Alternatively, you can define load-based instances which automatically start up and shutdown based on the average CPU usage, Load, or RAM usage of existing instances in the layer.
Any new instances will automatically discover your existing ZEO server. Any load balancers will automatically discover any new ZEO clients. The Stack reconfiguration will happen automatically whenever an instance goes up or down.
You can view the HAProxy ZEO client status by visiting the password
protected url /balancer/stats
for your front end instance IP(s).
For a high traffic site that requires a high availability configuration, it may also make sense to run the front end HAProxy layer on multiple Instances in different Availablilty Zones.
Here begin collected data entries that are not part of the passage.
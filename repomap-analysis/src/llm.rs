//! Generative analysis client
//!
//! A single pass-through call to an OpenAI-compatible chat completions
//! endpoint. One request, no retry, no streaming, no session state; any
//! failure along the way is reported so the caller can fall back to the
//! scripted conversation.

use crate::conversation::{extract_conversation, scripted_conversation, ConversationTurn};
use repomap_core::{
    AnalysisConfig, CredentialsConfig, ErrorContext, RepomapError, RepomapResult,
};
use repomap_graph::RepoStats;
use repomap_repo::RepoData;
use serde::{Deserialize, Serialize};
use std::time::Duration;
use tracing::{debug, info, warn};

const OPENAI_BASE_URL: &str = "https://api.openai.com/v1";
const GROQ_BASE_URL: &str = "https://api.groq.com/openai/v1";
const REQUEST_TIMEOUT_SECONDS: u64 = 60;

const SYSTEM_PROMPT: &str = "You are generating a short analysis dialogue \
between three agents named Scout, Architect and Analyst who just examined a \
code repository. Respond with a JSON array of objects with \"agent\" and \
\"content\" string fields, and nothing else. Keep it to at most eight turns.";

fn analysis_error(message: impl Into<String>) -> RepomapError {
    RepomapError::Analysis {
        message: message.into(),
        source: None,
        context: ErrorContext::new("analysis"),
    }
}

#[derive(Debug, Serialize)]
struct ChatMessage {
    role: &'static str,
    content: String,
}

#[derive(Debug, Serialize)]
struct ChatRequest {
    model: String,
    messages: Vec<ChatMessage>,
    temperature: f32,
    max_tokens: u32,
}

#[derive(Debug, Deserialize)]
struct ChatResponse {
    choices: Vec<ChatChoice>,
}

#[derive(Debug, Deserialize)]
struct ChatChoice {
    message: ChatChoiceMessage,
}

#[derive(Debug, Deserialize)]
struct ChatChoiceMessage {
    content: String,
}

/// Client for one OpenAI-compatible completions endpoint
pub struct AnalysisClient {
    http: reqwest::Client,
    config: AnalysisConfig,
    base_url: String,
    api_key: String,
}

impl AnalysisClient {
    pub fn new(config: AnalysisConfig, api_key: String) -> RepomapResult<Self> {
        let base_url = match config.base_url.as_deref() {
            Some(url) => url.trim_end_matches('/').to_string(),
            None => match config.provider.as_str() {
                "openai" => OPENAI_BASE_URL.to_string(),
                "groq" => GROQ_BASE_URL.to_string(),
                other => {
                    return Err(RepomapError::Validation {
                        message: format!("unknown analysis provider: {}", other),
                        field: Some("provider".to_string()),
                        context: ErrorContext::new("analysis")
                            .with_suggestion("Use 'openai' or 'groq', or set base_url"),
                    });
                }
            },
        };

        let http = reqwest::Client::builder()
            .timeout(Duration::from_secs(REQUEST_TIMEOUT_SECONDS))
            .build()
            .map_err(|e| analysis_error(format!("failed to create HTTP client: {}", e)))?;

        info!(
            provider = %config.provider,
            model = %config.model,
            "created analysis client"
        );

        Ok(Self {
            http,
            config,
            base_url,
            api_key,
        })
    }

    /// One chat completion request; the response text is scanned for an
    /// embedded conversation array
    pub async fn generate_conversation(
        &self,
        data: &RepoData,
        stats: &RepoStats,
    ) -> RepomapResult<Vec<ConversationTurn>> {
        let request = ChatRequest {
            model: self.config.model.clone(),
            messages: vec![
                ChatMessage {
                    role: "system",
                    content: SYSTEM_PROMPT.to_string(),
                },
                ChatMessage {
                    role: "user",
                    content: build_prompt(data, stats),
                },
            ],
            temperature: self.config.temperature,
            max_tokens: self.config.max_tokens,
        };

        let url = format!("{}/chat/completions", self.base_url);
        debug!(url = %url, "sending analysis request");

        let response = self
            .http
            .post(&url)
            .bearer_auth(&self.api_key)
            .json(&request)
            .send()
            .await
            .map_err(|e| analysis_error(format!("analysis request failed: {}", e)))?;

        if !response.status().is_success() {
            return Err(analysis_error(format!(
                "analysis endpoint returned {}",
                response.status()
            )));
        }

        let body: ChatResponse = response
            .json()
            .await
            .map_err(|e| analysis_error(format!("malformed analysis response: {}", e)))?;

        let text = body
            .choices
            .first()
            .map(|c| c.message.content.as_str())
            .unwrap_or("");

        extract_conversation(text).ok_or_else(|| {
            analysis_error("response did not contain a conversation array")
        })
    }
}

/// Repository summary handed to the endpoint as the user message
fn build_prompt(data: &RepoData, stats: &RepoStats) -> String {
    let top_types = stats
        .top_file_types(5)
        .into_iter()
        .map(|(ext, count)| {
            if ext.is_empty() {
                format!("(none) x{}", count)
            } else {
                format!(".{} x{}", ext, count)
            }
        })
        .collect::<Vec<_>>()
        .join(", ");

    format!(
        "Repository: {}\nDescription: {}\nLanguage: {}\nStars: {} Forks: {} Open issues: {}\n\
         Directories: {} Files: {} Max depth: {}\nTop file types: {}\nContributors fetched: {}",
        data.info.slug(),
        data.metadata.description.as_deref().unwrap_or("(none)"),
        data.metadata.language.as_deref().unwrap_or("(unknown)"),
        data.metadata.stars,
        data.metadata.forks,
        data.metadata.open_issues,
        stats.total_directories,
        stats.total_files,
        stats.max_depth,
        top_types,
        data.contributors.len(),
    )
}

/// Pick the provider from the configured credentials or environment.
///
/// Preference order matches the config loader: an explicit key in the
/// credentials, then `OPENAI_API_KEY`, then `GROQ_API_KEY`. Returns `None`
/// when no key is available, which callers treat as "scripted only".
pub fn detect_client(
    config: &AnalysisConfig,
    credentials: &CredentialsConfig,
) -> Option<RepomapResult<AnalysisClient>> {
    if let Some(key) = credentials.ai_api_key.clone() {
        return Some(AnalysisClient::new(config.clone(), key));
    }
    if let Ok(key) = std::env::var("OPENAI_API_KEY") {
        let mut config = config.clone();
        config.provider = "openai".to_string();
        return Some(AnalysisClient::new(config, key));
    }
    if let Ok(key) = std::env::var("GROQ_API_KEY") {
        let mut config = config.clone();
        config.provider = "groq".to_string();
        return Some(AnalysisClient::new(config, key));
    }
    None
}

/// Produce the analysis conversation, preferring the generative endpoint
/// when a key is configured and silently falling back to the scripted
/// exchange on any failure
pub async fn analyze(
    data: &RepoData,
    stats: &RepoStats,
    config: &AnalysisConfig,
    credentials: &CredentialsConfig,
) -> Vec<ConversationTurn> {
    match detect_client(config, credentials) {
        Some(Ok(client)) => match client.generate_conversation(data, stats).await {
            Ok(turns) => {
                info!(turns = turns.len(), "generative analysis succeeded");
                turns
            }
            Err(e) => {
                warn!("generative analysis failed, using scripted conversation: {}", e);
                scripted_conversation(data, stats)
            }
        },
        Some(Err(e)) => {
            warn!("analysis client unavailable, using scripted conversation: {}", e);
            scripted_conversation(data, stats)
        }
        None => {
            debug!("no analysis credentials, using scripted conversation");
            scripted_conversation(data, stats)
        }
    }
}

#[cfg(test)]
mod tests {
    use super::*;
    use repomap_core::AnalysisConfig;

    #[test]
    fn known_providers_resolve_base_urls() {
        let openai = AnalysisClient::new(AnalysisConfig::default(), "key".to_string()).unwrap();
        assert_eq!(openai.base_url, OPENAI_BASE_URL);

        let groq = AnalysisClient::new(
            AnalysisConfig {
                provider: "groq".to_string(),
                ..AnalysisConfig::default()
            },
            "key".to_string(),
        )
        .unwrap();
        assert_eq!(groq.base_url, GROQ_BASE_URL);
    }

    #[test]
    fn explicit_base_url_overrides_provider() {
        let client = AnalysisClient::new(
            AnalysisConfig {
                base_url: Some("http://localhost:11434/v1/".to_string()),
                ..AnalysisConfig::default()
            },
            "key".to_string(),
        )
        .unwrap();
        assert_eq!(client.base_url, "http://localhost:11434/v1");
    }

    #[test]
    fn unknown_provider_without_base_url_is_rejected() {
        let result = AnalysisClient::new(
            AnalysisConfig {
                provider: "mystery".to_string(),
                ..AnalysisConfig::default()
            },
            "key".to_string(),
        );
        assert!(result.is_err());
    }
}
You would need to route external traffic to those servers using an adaptive DNS service or Amazon’s Elastic Load Balancer.
Configuration¶
The Stack Custom JSON configuration offers a number of entry points for
customizing the default Stack without needing to learn any Chef or Ruby. Those
configuration parameters are thoroughly documented in the Plone Buildout
cookbook README, and the full list of Plone Buildout cookbook specific
attributes is in attributes/default.rb. Any of those attributes can be
customized via the Stack Custom JSON. For example, the
nginx_plone["additional_configuration"]
and
nginx_plone["additional_servers"]
may be the most generically useful items
for front end configuration.
The recipes and example buildout also include optional support for running and configuring a Solr search server and setting up a Celery task queue for running asynchronous jobs using collective.celery.